100 JAHRE SOLITUDE (Archivversion) Wiedersehen macht Freude

Jim Redman war da, Phil Read und Hans-Georg Anscheidt, Luigi Taveri und natürlich Giacomo Agostini. Bei der Veranstaltung »100 Jahre Solitude-Rennen« Ende Juli gaben sie Autogramme ohne Ende. Die Ex-Weltmeister, die sich um das Schloss Solitude bei Stuttgart, dem Ziel des ersten Rennens vor 100 Jahren, versammelt hatten, schwelgten in Erinnerungen der glorreichen Rennen, zu denen in den Sechzigern über 400000 Zuschauer pilgerten.
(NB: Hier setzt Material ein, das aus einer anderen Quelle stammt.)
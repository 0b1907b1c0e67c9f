//! LLM Provider Clients and Abstractions
//!
//! A unified interface over chat-model backends. The rest of the
//! application talks to the [`LLMClient`] trait and never to a concrete
//! provider.
//!
//! # Supported Providers
//!
//! Enable providers via Cargo features:
//! - `ollama` (default) - Local Ollama server
//! - `openai` - OpenAI API and compatible endpoints (llama.cpp server, vLLM)

/// Core LLM client trait, provider enum, and client factory.
pub mod client;

#[cfg(feature = "ollama")]
pub mod ollama;

#[cfg(feature = "openai")]
pub mod openai;

pub use client::{LLMClient, LLMClientFactory, LLMClientFactoryTrait, Provider};
use crate::llm::client::LLMClient;
use crate::types::{AppError, Result};
use async_openai::{
    Client,
    config::OpenAIConfig,
    types::{
        ChatCompletionRequestMessage, ChatCompletionRequestSystemMessage,
        ChatCompletionRequestUserMessage, CreateChatCompletionRequestArgs,
    },
};
use async_trait::async_trait;

pub struct OpenAIClient {
    client: Client<OpenAIConfig>,
    model: String,
}

impl OpenAIClient {
    pub fn new(api_key: String, api_base: String, model: String) -> Self {
        let config = OpenAIConfig::new()
            .with_api_key(api_key)
            .with_api_base(api_base);

        Self {
            client: Client::with_config(config),
            model,
        }
    }

    async fn complete(&self, messages: Vec<ChatCompletionRequestMessage>) -> Result<String> {
        let request = CreateChatCompletionRequestArgs::default()
            .model(&self.model)
            .messages(messages)
            .build()
            .map_err(|e| AppError::LLM(format!("Failed to build request: {}", e)))?;

        let response = self
            .client
            .chat()
            .create(request)
            .await
            .map_err(|e| AppError::LLM(format!("OpenAI API error: {}", e)))?;

        response
            .choices
            .first()
            .and_then(|choice| choice.message.content.clone())
            .ok_or_else(|| AppError::LLM("No response from OpenAI".to_string()))
    }
}

#[async_trait]
impl LLMClient for OpenAIClient {
    async fn generate(&self, prompt: &str) -> Result<String> {
        self.complete(vec![ChatCompletionRequestMessage::User(
            ChatCompletionRequestUserMessage::from(prompt.to_string()),
        )])
        .await
    }

    async fn generate_with_system(&self, system: &str, prompt: &str) -> Result<String> {
        self.complete(vec![
            ChatCompletionRequestMessage::System(ChatCompletionRequestSystemMessage::from(
                system.to_string(),
            )),
            ChatCompletionRequestMessage::User(ChatCompletionRequestUserMessage::from(
                prompt.to_string(),
            )),
        ])
        .await
    }

    fn model_name(&self) -> &str {
        &self.model
    }
}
Die Sechszylinder-MV Agusta mit 350 cm3 gab es zu bewundern, sogar eine der legendären URS und die Moto Guzzi V8. Erlesenste Prominenz also und eine prachtvolle Auswahl von Motorrädern. Der historische Rahmen war exklusiv, das Wiedersehen mit den alten Maschinen und Meistern Klasse. Allerdings hatte die Sache einen Haken. 100 Euro Eintritt für zwei Tage, inklusive Fahrerlagerzugang und Tribüne, das fanden viele der 36500 Fans zu hoch, und die Organisation, geprägt von krassen Unzulänglichkeiten, sorgte für reichlich Unmut beim Publikum.